Enacts GS 136-44.41, creating the Special Economic Development Fund (Rail Fund) within the General Fund to be administered by the Division of Rail (Division). States the purpose of the Rail Fund is primarily for rail construction, rail improvements, industry rail connections, railcar and locomotive acquisition, and railyard construction. Permits using funds for project preparation. Requires money in the Rail Fund to be invested as required by GS 147-69.1 (Investments authorized for General Fund and Highway Funds assets), but pays interest on income received and accruing on the monthly balance of the Rail Fund into the Rail Fund. Describes sources, uses, and cost-sharing requirements of the Rail Fund, capping the annual allocations from the Fund that may be used for the State match on federal grant applications at 60%, and that may be used for project preparation uses at 30%. Directs the Division to establish procedures and criteria and adopt rules for allocating funds. Requires that the procedures include specified economic projections determined by the Department of Transportation (DOT) and award allocations to proposals with the greatest economic impact on the State, as determined by the Department of Commerce. Permits DOT to use up to 3% of the Rail Fund for administration of the Fund. Directs the Division to submit an initial report to the specified NCGA committees and division by March 1, 2026, and annually thereafter by December 1st, as specified. Appropriates $50 million from the General Fund to the Rail Fund.
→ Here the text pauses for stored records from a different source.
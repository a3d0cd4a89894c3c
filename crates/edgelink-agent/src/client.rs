//! Tunnel client: keeps the channel to the edge open and serves it

use crate::bridge::WsBridge;
use crate::config::AgentConfig;
use crate::error::AgentError;
use crate::executor::HttpExecutor;
use crate::reconnect::ReconnectManager;
use edgelink_proto::{
    mask_token, ConnectRequest, TunnelCodec, TunnelMessage, PROTOCOL_VERSION,
};
use futures_util::{SinkExt, StreamExt};
use std::time::Duration;
use tokio::sync::mpsc;
use tokio_tungstenite::tungstenite::protocol::WebSocketConfig;
use tokio_tungstenite::tungstenite::Message;
use tokio_tungstenite::{connect_async_with_config, MaybeTlsStream, WebSocketStream};
use tracing::{debug, error, info, warn};

type TunnelSocket = WebSocketStream<MaybeTlsStream<tokio::net::TcpStream>>;

/// Time the edge has to answer the handshake
const HANDSHAKE_TIMEOUT: Duration = Duration::from_secs(10);

/// Capacity of the outbound tunnel queue
const OUTBOUND_QUEUE_SIZE: usize = 1024;

/// Agent's connection to the edge server
pub struct TunnelClient {
    config: AgentConfig,
    executor: HttpExecutor,
}

impl TunnelClient {
    pub fn new(config: AgentConfig) -> Result<Self, AgentError> {
        let executor = HttpExecutor::new(config.local_url.clone())
            .map_err(|e| AgentError::Config(e.to_string()))?;
        Ok(Self { config, executor })
    }

    /// Serve the tunnel until the edge rejects us or retries run out
    pub async fn run(&self) -> Result<(), AgentError> {
        let mut reconnect = ReconnectManager::new(self.config.reconnect.clone());

        loop {
            match self.run_session(&mut reconnect).await {
                Ok(()) => info!("Tunnel connection closed"),
                Err(AgentError::Rejected(reason)) => {
                    error!("Edge rejected this agent: {}", reason);
                    return Err(AgentError::Rejected(reason));
                }
                Err(e) => warn!("Tunnel connection lost: {}", e),
            }

            if !reconnect.wait().await {
                return Err(AgentError::Connect(format!(
                    "giving up after {} attempts",
                    reconnect.attempt() - 1
                )));
            }
            info!(attempt = reconnect.attempt(), "Reconnecting to edge");
        }
    }

    /// One connection: handshake, then serve until the channel closes
    async fn run_session(&self, reconnect: &mut ReconnectManager) -> Result<(), AgentError> {
        let url = self.config.tunnel_url();
        info!(
            url = %url,
            agent_id = %self.config.agent_id,
            token = %mask_token(&self.config.token),
            "Connecting to edge"
        );

        let mut ws_config = WebSocketConfig::default();
        ws_config.max_message_size = Some(TunnelCodec::MAX_MESSAGE_SIZE);
        ws_config.max_frame_size = Some(TunnelCodec::MAX_MESSAGE_SIZE);
        let (mut socket, _) = connect_async_with_config(url.as_str(), Some(ws_config), false)
            .await
            .map_err(|e| AgentError::Connect(e.to_string()))?;

        send_message(
            &mut socket,
            &TunnelMessage::Connect(ConnectRequest {
                token: self.config.token.clone(),
                agent_id: self.config.agent_id.clone(),
                version: format!("{}/{}", env!("CARGO_PKG_VERSION"), PROTOCOL_VERSION),
            }),
        )
        .await?;

        let accepted = match tokio::time::timeout(HANDSHAKE_TIMEOUT, read_message(&mut socket)).await {
            Ok(Some(TunnelMessage::Connected(accepted))) => accepted,
            Ok(Some(TunnelMessage::Disconnect(notice))) => {
                return Err(AgentError::Rejected(notice.reason))
            }
            Ok(Some(other)) => {
                return Err(AgentError::Transport(format!(
                    "unexpected {} during handshake",
                    other.event_name()
                )))
            }
            Ok(None) => return Err(AgentError::Transport("closed during handshake".into())),
            Err(_) => return Err(AgentError::Transport("handshake timed out".into())),
        };

        reconnect.reset();
        info!(
            tenant = %accepted.tenant,
            connection_id = %accepted.connection_id,
            "Tunnel established"
        );

        let (sink, mut stream) = socket.split();
        let (tx, mut rx) = mpsc::channel::<TunnelMessage>(OUTBOUND_QUEUE_SIZE);
        let bridge = WsBridge::new(self.executor.base_url().clone(), tx.clone());

        let writer = tokio::spawn(async move {
            let mut sink = sink;
            while let Some(message) = rx.recv().await {
                let text = match TunnelCodec::encode(&message) {
                    Ok(text) => text,
                    Err(e) => {
                        error!(event = %message.event_name(), "Failed to encode tunnel message: {}", e);
                        continue;
                    }
                };
                if let Err(e) = sink.send(Message::Text(text)).await {
                    debug!("Tunnel write failed: {}", e);
                    break;
                }
            }
            let _ = sink.close().await;
        });

        let result = loop {
            let message = match stream.next().await {
                Some(Ok(Message::Text(text))) => match TunnelCodec::decode(&text) {
                    Ok(message) => message,
                    Err(e) => {
                        warn!("Skipping undecodable tunnel frame: {}", e);
                        continue;
                    }
                },
                Some(Ok(Message::Close(_))) | None => break Ok(()),
                Some(Ok(_)) => continue,
                Some(Err(e)) => break Err(AgentError::from(e)),
            };

            match message {
                TunnelMessage::HttpRequest(request) => {
                    let executor = self.executor.clone();
                    let tx = tx.clone();
                    tokio::spawn(async move {
                        let reply = executor.execute(request).await;
                        if tx.send(TunnelMessage::HttpResponse(reply)).await.is_err() {
                            debug!("Tunnel closed before the reply was sent");
                        }
                    });
                }
                TunnelMessage::WsOpen(open) => bridge.open(open.client_id, &open.url),
                TunnelMessage::WsFrame(frame) => bridge.send(frame.client_id, frame.body),
                TunnelMessage::WsClose(close) => bridge.close(close.client_id),
                TunnelMessage::Ping(heartbeat) => {
                    let _ = tx.send(TunnelMessage::Pong(heartbeat)).await;
                }
                TunnelMessage::Pong(_) => {}
                TunnelMessage::Disconnect(notice) => {
                    info!(reason = %notice.reason, "Edge closed the tunnel");
                    break Ok(());
                }
                other => warn!(event = %other.event_name(), "Ignoring unexpected message"),
            }
        };

        bridge.close_all();
        writer.abort();
        result
    }
}

async fn send_message(socket: &mut TunnelSocket, message: &TunnelMessage) -> Result<(), AgentError> {
    let text = TunnelCodec::encode(message).map_err(|e| AgentError::Transport(e.to_string()))?;
    socket.send(Message::Text(text)).await?;
    Ok(())
}

async fn read_message(socket: &mut TunnelSocket) -> Option<TunnelMessage> {
    while let Some(frame) = socket.next().await {
        match frame {
            Ok(Message::Text(text)) => match TunnelCodec::decode(&text) {
                Ok(message) => return Some(message),
                Err(e) => warn!("Skipping undecodable tunnel frame: {}", e),
            },
            Ok(Message::Close(_)) | Err(_) => return None,
            Ok(_) => {}
        }
    }
    None
}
Enacts GS 63-76, creating the Special Economic Development Fund for Airports (Airports Fund) within the General Fund to be administered by the Division of Aviation. States that the Airports Fund is to be used for airport capital improvements and to incentivize and retain economically strategic flights. Requires money in the Airports Fund to be invested as required by GS 147-69.1 (Investments authorized for General Fund and Highway Funds assets) but pays interest on income received and accruing on the monthly balance of the Airports Fund into the Airports Fund. Provides for Airports Fund sources, uses, and limitations, capping capital improvement uses at 80% of the Fund's annual allocations; uses for incentivizing and retaining economically strategic flights at 17% of the Fund's annual allocations; and airport safety improvement uses, subject to DOT's determination that the lack thereof is inhibiting economic growth, at up to 20% of the Fund's annual allocations. Requires allocations from the Airports Fund to not exceed 50% of the cost for airport improvements. Directs the Division to establish procedures and criteria and adopt rules for allocating funds. Requires the Division's procedures to include specified economic projections for projects determined by DOT and award Airports Fund allocations to proposals with the greatest economic impact to the State, as determined in consultation with the Department of Commerce. Authorizes up to 3% of the Airports Fund to be used for DOT's administration of the Fund. Requires the Division to submit an initial report to the specified NCGA committees and division by March 1, 2026, and annually thereafter by December 1st, as specified. Appropriates $100 million in nonrecurring funds from the General Fund to the Special Economic Development Fund for Airports.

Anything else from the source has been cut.